2/ En 2014, Butler ajoutait une contribution supplémentaire à la déconstruction dans sa contribution à l’ouvrage Deconstructing Zionism 4. Le co-directeur de ce collectif, Gianni Vattimo, figure internationale de la déconstruction, pédagogiquement intitulée « How to Become an Anti-Zionist 5», après avoir évoqué Ahmadinejad (alors encore Premier ministre), insinuait ceci : « Quant à l’idée de faire “disparaître” l’État d’Israël de la carte – un des thèmes ordinaires de la “menace” iranienne –, elle semble n’être pas complètement déraisonnable. 6» Il concluait, sur le même mode de concession euphémique : « Parler d’Israël comme d’un “péché impardonnable” n’est donc pas si excessif. » Avec cette catégorie de théologie politique, nous retrouvons ici le thème des juifs damnés, voire sataniques. Toutefois, si les juifs sont dans le péché 7, un État ne peut l’être : cet antisionisme déconstruit n’est donc qu’un cache de l’antisémitisme le plus traditionnel.

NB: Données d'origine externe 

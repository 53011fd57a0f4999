use tracing::debug;

use super::OrderKey;
use crate::domain::{Order, OrderId};

/// Counts from one [`OrderStore::merge`] pass.
#[derive(Debug, Clone, Copy, Default, PartialEq, Eq)]
pub struct MergeOutcome {
    /// Submitted orders that were new to the canonical set.
    pub inserted: usize,
    /// Submitted orders that were given a synthetic id or order number.
    pub stamped: usize,
}

/// The canonical order set, kept newest first.
#[derive(Debug, Clone, Default)]
pub struct OrderStore {
    orders: Vec<Order>,
}

impl OrderStore {
    pub fn new() -> Self {
        Self::default()
    }

    pub fn from_orders(orders: Vec<Order>) -> Self {
        let mut store = Self { orders };
        store.sort_by_recency();
        store
    }

    pub fn len(&self) -> usize {
        self.orders.len()
    }

    pub fn is_empty(&self) -> bool {
        self.orders.is_empty()
    }

    pub fn get(&self, id: OrderId) -> Option<&Order> {
        self.orders.iter().find(|order| order.id == id)
    }

    /// Replaces the order with the same id in place, or inserts it.
    pub fn put(&mut self, order: Order) {
        match self.orders.iter_mut().find(|existing| existing.id == order.id) {
            Some(existing) => *existing = order,
            None => {
                self.orders.push(order);
                self.sort_by_recency();
            }
        }
    }

    pub fn list(&self) -> &[Order] {
        &self.orders
    }

    pub fn iter_mut(&mut self) -> impl Iterator<Item = &mut Order> {
        self.orders.iter_mut()
    }

    /// Keeps the orders for which `keep` returns true; returns how many were dropped.
    pub fn retain(&mut self, keep: impl FnMut(&Order) -> bool) -> usize {
        let before = self.orders.len();
        self.orders.retain(keep);
        before - self.orders.len()
    }

    /// Orders created strictly after `watermark` (milliseconds).
    pub fn created_after(&self, watermark: i64) -> Vec<Order> {
        self.orders
            .iter()
            .filter(|order| order.created_millis() > watermark)
            .cloned()
            .collect()
    }

    /// Folds customer-submitted orders into the canonical set.
    ///
    /// Records lacking an id get one derived from their `timestamp`, or a fresh
    /// time-based one; records lacking a number get `USER` plus the id's last six
    /// digits. The stamps are written into `submitted` so the caller can persist
    /// them. Anything already present (by [`OrderKey`]) is left untouched, so
    /// merging the same collection again inserts nothing.
    pub fn merge(&mut self, submitted: &mut [Order], now_millis: i64) -> MergeOutcome {
        let mut outcome = MergeOutcome::default();
        let mut next_synthetic = self.synthetic_floor(submitted, now_millis);

        for index in 0..submitted.len() {
            let (earlier, rest) = submitted.split_at_mut(index);
            let candidate = &mut rest[0];
            let mut stamped = false;
            if !candidate.id.is_assigned() {
                candidate.id = match candidate.timestamp.and_then(|ts| u64::try_from(ts).ok()) {
                    Some(ts) if ts > 0 && !self.id_claimed(OrderId(ts), candidate, earlier) => {
                        OrderId(ts)
                    }
                    _ => {
                        let id = OrderId(next_synthetic);
                        next_synthetic += 1;
                        id
                    }
                };
                stamped = true;
            }
            if candidate.order_number.is_none() {
                candidate.order_number = Some(format!("USER{}", candidate.id.short()));
                stamped = true;
            }
            if stamped {
                outcome.stamped += 1;
            }

            if OrderKey::of(candidate).locate(&self.orders).is_none() {
                debug!(order_id = %candidate.id, "Merging submitted order");
                self.orders.push(candidate.clone());
                outcome.inserted += 1;
            }
        }

        self.sort_by_recency();
        outcome
    }

    /// True when `id` already belongs to a different order, either in the
    /// canonical set or earlier in the batch being merged.
    fn id_claimed(&self, id: OrderId, candidate: &Order, earlier: &[Order]) -> bool {
        self.orders
            .iter()
            .chain(earlier.iter())
            .any(|other| {
                other.id == id
                    && (candidate.order_number.is_none()
                        || other.order_number != candidate.order_number)
            })
    }

    fn synthetic_floor(&self, submitted: &[Order], now_millis: i64) -> u64 {
        let highest = self
            .orders
            .iter()
            .chain(submitted.iter())
            .map(|order| {
                let ts = order.timestamp.and_then(|ts| u64::try_from(ts).ok());
                order.id.0.max(ts.unwrap_or(0))
            })
            .max()
            .unwrap_or(0);
        u64::try_from(now_millis).unwrap_or(0).max(highest + 1)
    }

    fn sort_by_recency(&mut self) {
        self.orders
            .sort_by_key(|order| std::cmp::Reverse(order.created_millis()));
    }
}
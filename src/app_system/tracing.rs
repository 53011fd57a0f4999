use tracing_subscriber::fmt::time::uptime;
use tracing_subscriber::EnvFilter;

use super::AdminConfig;

/// Installs the process-wide subscriber: the configured filter (`RUST_LOG` when
/// set), uptime timestamps and the compact formatter. Call once at startup.
///
/// ```bash
/// RUST_LOG=debug order_admin
/// RUST_LOG=grocery_orders::orders=debug,info order_admin
/// ```
pub fn setup_tracing(config: &AdminConfig) {
    let env_filter = EnvFilter::try_new(&config.log_filter)
        .unwrap_or_else(|_| EnvFilter::new(super::DEFAULT_LOG_FILTER));

    tracing_subscriber::fmt()
        .with_env_filter(env_filter)
        .with_timer(uptime())
        .compact()
        .init();
}
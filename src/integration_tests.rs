#[cfg(test)]
mod tests {
    use std::sync::Arc;
    use std::time::Duration;

    use rust_decimal::Decimal;

    use crate::app_system::{AdminConfig, OrderSystem};
    use crate::clock::FixedClock;
    use crate::domain::{NotificationKind, Order, OrderId, OrderStatus, StoreIdentity};
    use crate::error::OrderError;
    use crate::messages::AlertLevel;
    use crate::orders::{CopyLocation, OrderAction, SyncOutcome};
    use crate::reports::{OrderFilter, CSV_HEADER};
    use crate::storage::{keys, read_json, write_json, MemoryStore};

    const NOW: i64 = 1_736_942_400_000; // 2025-01-15T12:00:00Z
    const DAY: i64 = 86_400_000;

    fn customer_order(id: u64, number: &str, phone: &str) -> Order {
        Order::new(OrderId(id), number, OrderStatus::Pending, Decimal::from(450))
            .with_customer("Asha", phone)
            .with_timestamp(i64::try_from(id).unwrap())
    }

    fn config() -> AdminConfig {
        AdminConfig {
            refresh_interval: Duration::ZERO,
            ..AdminConfig::default()
        }
    }

    async fn start(storage: &MemoryStore, config: AdminConfig) -> (OrderSystem, FixedClock) {
        let clock = FixedClock::at_millis(NOW);
        let system =
            OrderSystem::with_clock(config, Arc::new(storage.clone()), Arc::new(clock.clone()))
                .await;
        (system, clock)
    }

    fn stored(storage: &MemoryStore, key: &str) -> Vec<Order> {
        read_json(storage, key).unwrap().unwrap_or_default()
    }

    #[tokio::test]
    async fn status_change_reaches_every_copy() -> Result<(), Box<dyn std::error::Error>> {
        let storage = MemoryStore::new();
        let submitted = customer_order(1001, "A1001", "98450");
        let mut legacy_copy = submitted.clone();
        legacy_copy.id = OrderId::UNASSIGNED;
        write_json(&storage, keys::USER_ORDERS, &vec![submitted.clone()])?;
        write_json(&storage, "user_asha", &vec![legacy_copy])?;
        write_json(&storage, "history_98450", &vec![submitted.clone()])?;

        let (system, _clock) = start(&storage, config()).await;
        let client = system.order_client.clone();
        let mut alerts = system.subscribe_alerts();

        let notifications = client.notifications().await?;
        assert_eq!(notifications.len(), 1);
        assert_eq!(notifications[0].kind, NotificationKind::NewOrder);
        assert_eq!(notifications[0].message, "New order A1001 from Asha");

        let update = client
            .update_status(OrderId(1001), OrderStatus::Processing, Some("admin".to_string()))
            .await?;
        assert_eq!(update.previous, OrderStatus::Pending);
        assert_eq!(update.order.status, OrderStatus::Processing);
        assert_eq!(update.order.updated_at, Some(NOW));
        assert!(update.report.is_complete());
        assert_eq!(update.unread, 3);
        assert_eq!(
            update
                .report
                .outcome(&CopyLocation::CustomerHistory("history_98450".to_string())),
            Some(&SyncOutcome::Updated)
        );

        for key in [
            keys::ORDERS,
            keys::USER_ORDERS,
            "user_asha",
            "history_98450",
            keys::GLOBAL_HISTORY,
        ] {
            let copies = stored(&storage, key);
            assert_eq!(copies[0].status, OrderStatus::Processing, "stale copy under {key}");
        }

        let kinds: Vec<NotificationKind> = client
            .notifications()
            .await?
            .iter()
            .map(|n| n.kind)
            .collect();
        assert_eq!(
            kinds,
            vec![
                NotificationKind::OrderSynced,
                NotificationKind::StatusChanged,
                NotificationKind::NewOrder
            ]
        );

        let alert = alerts.recv().await?;
        assert_eq!(alert.level, AlertLevel::Success);
        assert_eq!(
            alert.message,
            "Order A1001 status updated to Processing and synced with user"
        );

        system.shutdown().await?;
        Ok(())
    }

    #[tokio::test]
    async fn delivered_orders_stay_delivered() -> Result<(), Box<dyn std::error::Error>> {
        let storage = MemoryStore::new();
        write_json(&storage, keys::USER_ORDERS, &vec![customer_order(7, "A7", "555")])?;
        let (system, clock) = start(&storage, config()).await;
        let client = system.order_client.clone();

        let mut last_update = 0;
        for action in [OrderAction::Accept, OrderAction::Advance, OrderAction::Advance] {
            let update = client.apply_action(OrderId(7), action, None).await?;
            let stamped = update.order.updated_at.unwrap();
            assert!(stamped > last_update);
            last_update = stamped;
            clock.advance(chrono::Duration::seconds(1));
        }
        assert_eq!(
            client.get_order(OrderId(7)).await?.map(|o| o.status),
            Some(OrderStatus::Delivered)
        );

        let reopen = client
            .update_status(OrderId(7), OrderStatus::Pending, None)
            .await;
        assert!(matches!(
            reopen,
            Err(OrderError::InvalidTransition { from: OrderStatus::Delivered, .. })
        ));
        let cancel = client.apply_action(OrderId(7), OrderAction::Cancel, None).await;
        assert!(matches!(cancel, Err(OrderError::InvalidTransition { .. })));
        assert_eq!(stored(&storage, keys::USER_ORDERS)[0].status, OrderStatus::Delivered);

        let missing = client
            .update_status(OrderId(99), OrderStatus::Processing, None)
            .await;
        assert_eq!(missing.unwrap_err(), OrderError::NotFound(OrderId(99)));

        system.shutdown().await?;
        Ok(())
    }

    #[tokio::test]
    async fn bulk_update_reports_each_order() -> Result<(), Box<dyn std::error::Error>> {
        let storage = MemoryStore::new();
        write_json(
            &storage,
            keys::USER_ORDERS,
            &vec![customer_order(1, "A1", "1"), customer_order(2, "A2", "2")],
        )?;
        let (system, _clock) = start(&storage, config()).await;
        let client = system.order_client.clone();

        let bulk = client
            .update_many(
                vec![OrderId(1), OrderId(2), OrderId(3)],
                OrderStatus::Processing,
                Some("admin".to_string()),
            )
            .await?;
        assert_eq!(bulk.updated, vec![OrderId(1), OrderId(2)]);
        assert_eq!(bulk.failed, vec![(OrderId(3), OrderError::NotFound(OrderId(3)))]);

        let processing = client
            .list_orders(OrderFilter::default().status(OrderStatus::Processing))
            .await?;
        assert_eq!(processing.len(), 2);
        assert!(processing
            .iter()
            .all(|o| o.updated_by.as_deref() == Some("admin")));

        system.shutdown().await?;
        Ok(())
    }

    #[tokio::test]
    async fn sync_all_repairs_stale_copies() -> Result<(), Box<dyn std::error::Error>> {
        let storage = MemoryStore::new();
        let mut canonical = customer_order(5, "A5", "77");
        canonical.status = OrderStatus::OutForDelivery;
        write_json(&storage, keys::ORDERS, &vec![canonical.clone()])?;
        write_json(&storage, keys::USER_ORDERS, &vec![customer_order(5, "A5", "77")])?;
        write_json(&storage, keys::LAST_ORDER_CHECK, &10_i64)?;

        let (system, _clock) = start(&storage, config()).await;
        let client = system.order_client.clone();

        let csv = client.export_csv().await?;
        assert!(csv.starts_with(CSV_HEADER));
        assert!(csv.contains("\"Not Synced\""));

        let reports = client.sync_all().await?;
        assert_eq!(reports.len(), 1);
        assert!(reports[0].is_complete());
        assert_eq!(stored(&storage, keys::USER_ORDERS)[0].status, OrderStatus::OutForDelivery);
        assert_eq!(stored(&storage, "history_77").len(), 1);

        assert!(client.sync_all().await?.is_empty());
        assert!(client.export_csv().await?.contains("\"Synced\""));

        system.shutdown().await?;
        Ok(())
    }

    #[tokio::test]
    async fn sync_all_restores_missing_user_copy() -> Result<(), Box<dyn std::error::Error>> {
        let storage = MemoryStore::new();
        write_json(&storage, keys::ORDERS, &vec![customer_order(5, "A5", "77")])?;
        write_json(&storage, keys::LAST_ORDER_CHECK, &10_i64)?;

        let (system, _clock) = start(&storage, config()).await;
        let client = system.order_client.clone();
        assert!(client.export_csv().await?.contains("\"Not Synced\""));
        let mut alerts = system.subscribe_alerts();

        let reports = client.sync_all().await?;
        assert_eq!(reports.len(), 1);
        assert_eq!(
            reports[0].outcome(&CopyLocation::UserSubmitted),
            Some(&SyncOutcome::Updated)
        );
        let alert = alerts.recv().await?;
        assert_eq!(alert.message, "1 orders synced with user history");

        let copies = stored(&storage, keys::USER_ORDERS);
        assert_eq!(copies.len(), 1);
        assert_eq!(copies[0].id, OrderId(5));
        assert!(client.sync_all().await?.is_empty());
        assert!(!client.export_csv().await?.contains("Not Synced"));

        system.shutdown().await?;
        Ok(())
    }

    #[tokio::test]
    async fn clearing_old_orders_touches_both_collections() -> Result<(), Box<dyn std::error::Error>> {
        let storage = MemoryStore::new();
        let old = customer_order((NOW - 45 * DAY) as u64, "OLD", "1");
        let recent = customer_order((NOW - 2 * DAY) as u64, "NEW", "2");
        write_json(&storage, keys::USER_ORDERS, &vec![old, recent])?;

        let (system, _clock) = start(&storage, config()).await;
        let client = system.order_client.clone();
        assert_eq!(client.stats().await?.total_orders, 2);

        assert_eq!(client.clear_older_than(30).await?, 1);
        assert_eq!(client.clear_older_than(30).await?, 0);

        let numbers: Vec<Option<String>> = stored(&storage, keys::USER_ORDERS)
            .into_iter()
            .map(|o| o.order_number)
            .collect();
        assert_eq!(numbers, vec![Some("NEW".to_string())]);
        assert_eq!(stored(&storage, keys::ORDERS).len(), 1);

        system.shutdown().await?;
        Ok(())
    }

    #[tokio::test]
    async fn store_identity_survives_restart() -> Result<(), Box<dyn std::error::Error>> {
        let storage = MemoryStore::new();
        write_json(&storage, keys::USER_ORDERS, &vec![customer_order(3, "A3", "3")])?;

        let (system, _clock) = start(&storage, config()).await;
        let client = system.order_client.clone();
        client
            .set_store_identity(StoreIdentity::new(" Fresh Mart ", "080-1", "MG Road"))
            .await?;
        assert_eq!(
            stored(&storage, keys::ORDERS)[0].market.as_deref(),
            Some("Fresh Mart")
        );
        let unread = client.notifications().await?.len();
        system.shutdown().await?;

        let (system, _clock) = start(&storage, config()).await;
        let client = system.order_client.clone();
        assert_eq!(client.store_identity().await?.name, "Fresh Mart");
        assert_eq!(client.notifications().await?.len(), unread);
        let invoice = client.invoice(OrderId(3)).await?;
        assert!(invoice.contains("<h1>Fresh Mart</h1>"));
        assert!(invoice.contains("Grand Total:</td><td>₹490.00</td>"));
        assert_eq!(
            client.invoice(OrderId(4)).await.unwrap_err(),
            OrderError::NotFound(OrderId(4))
        );

        system.shutdown().await?;
        Ok(())
    }

    #[tokio::test(start_paused = true)]
    async fn auto_refresh_picks_up_new_orders() -> Result<(), Box<dyn std::error::Error>> {
        let storage = MemoryStore::new();
        let (system, _clock) = start(&storage, AdminConfig::default()).await;
        let client = system.order_client.clone();
        assert_eq!(system.refresh_interval(), Duration::from_secs(30));
        assert!(client.notifications().await?.is_empty());

        write_json(&storage, keys::USER_ORDERS, &vec![customer_order(42, "A42", "9")])?;
        tokio::time::sleep(Duration::from_secs(31)).await;

        let notifications = client.notifications().await?;
        assert_eq!(notifications.len(), 1);
        assert_eq!(notifications[0].order_id, OrderId(42));

        system.shutdown().await?;
        Ok(())
    }

    #[tokio::test(start_paused = true)]
    async fn saved_refresh_interval_wins_and_zero_disables() -> Result<(), Box<dyn std::error::Error>> {
        let storage = MemoryStore::new();
        write_json(&storage, keys::REFRESH_INTERVAL, &60_000_u64)?;

        let (mut system, _clock) = start(&storage, AdminConfig::default()).await;
        assert_eq!(system.refresh_interval(), Duration::from_secs(60));

        system.set_refresh_interval(0).await?;
        assert_eq!(read_json::<u64>(&storage, keys::REFRESH_INTERVAL)?, Some(0));

        write_json(&storage, keys::USER_ORDERS, &vec![customer_order(42, "A42", "9")])?;
        tokio::time::sleep(Duration::from_secs(600)).await;
        assert!(system.order_client.notifications().await?.is_empty());

        system.shutdown().await?;
        Ok(())
    }
}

Pour retourner la tradition judaïque contre les juifs, c’est alors un antisémitisme « culturel » qui s’élabore. Par exemple, Vattimo conclut ainsi un persiflage insane : « La précieuse richesse et la profondeur de la tradition juive est tellement putride, un air suffocant dont il faut se libérer pour éviter de verser du sang pour la tombe de Rachel. […] 8» Il reverse ainsi à la tradition judaïque un attribut immémorial de la propagande antisémite, la puanteur qui décèle la connivence des juifs avec le monde infernal. On comprend mieux aussi pourquoi Žižek, autre contributeur du même collectif, trouve que « Hitler n’est pas allé assez loin 9». La déconstruction, telle que l’entendent avec lui les auteurs du collectif Deconstructing Zionism, doit aussi éradiquer le judaïsme, bref parachever l’« auto-anéantissement » qu’appelle Heidegger à propos de l’extermination des juifs 10.
3/ Au moment des attentats islamistes de masse en novembre 2017, Judith Butler se distingua aussi par des propos qui jetaient bizarrement le doute : parus en anglais dans Verso, ils furent traduits le 19 novembre 2017 dans Libération, sous le titre « Une liberté attaquée par l’ennemi et restreinte par l’État ». Après avoir trouvé l’attentat « choquant » (shocking), Butler jette doublement le doute sur la revendication par Daech. D’une part, écrit-elle, « les experts étaient certains de savoir qui était l’ennemi avant même que l’EIIL [Daech] ne revendique les attentats » : cela accréditerait comme au 11 Septembre la thèse d’un complot. Le thème complotiste est récurrent dans cette mouvance, et par exemple la charte du Hamas se réfère posément au Protocole des Sages de Sion, ce faux de la police tsariste qui fait à ses yeux autorité 11.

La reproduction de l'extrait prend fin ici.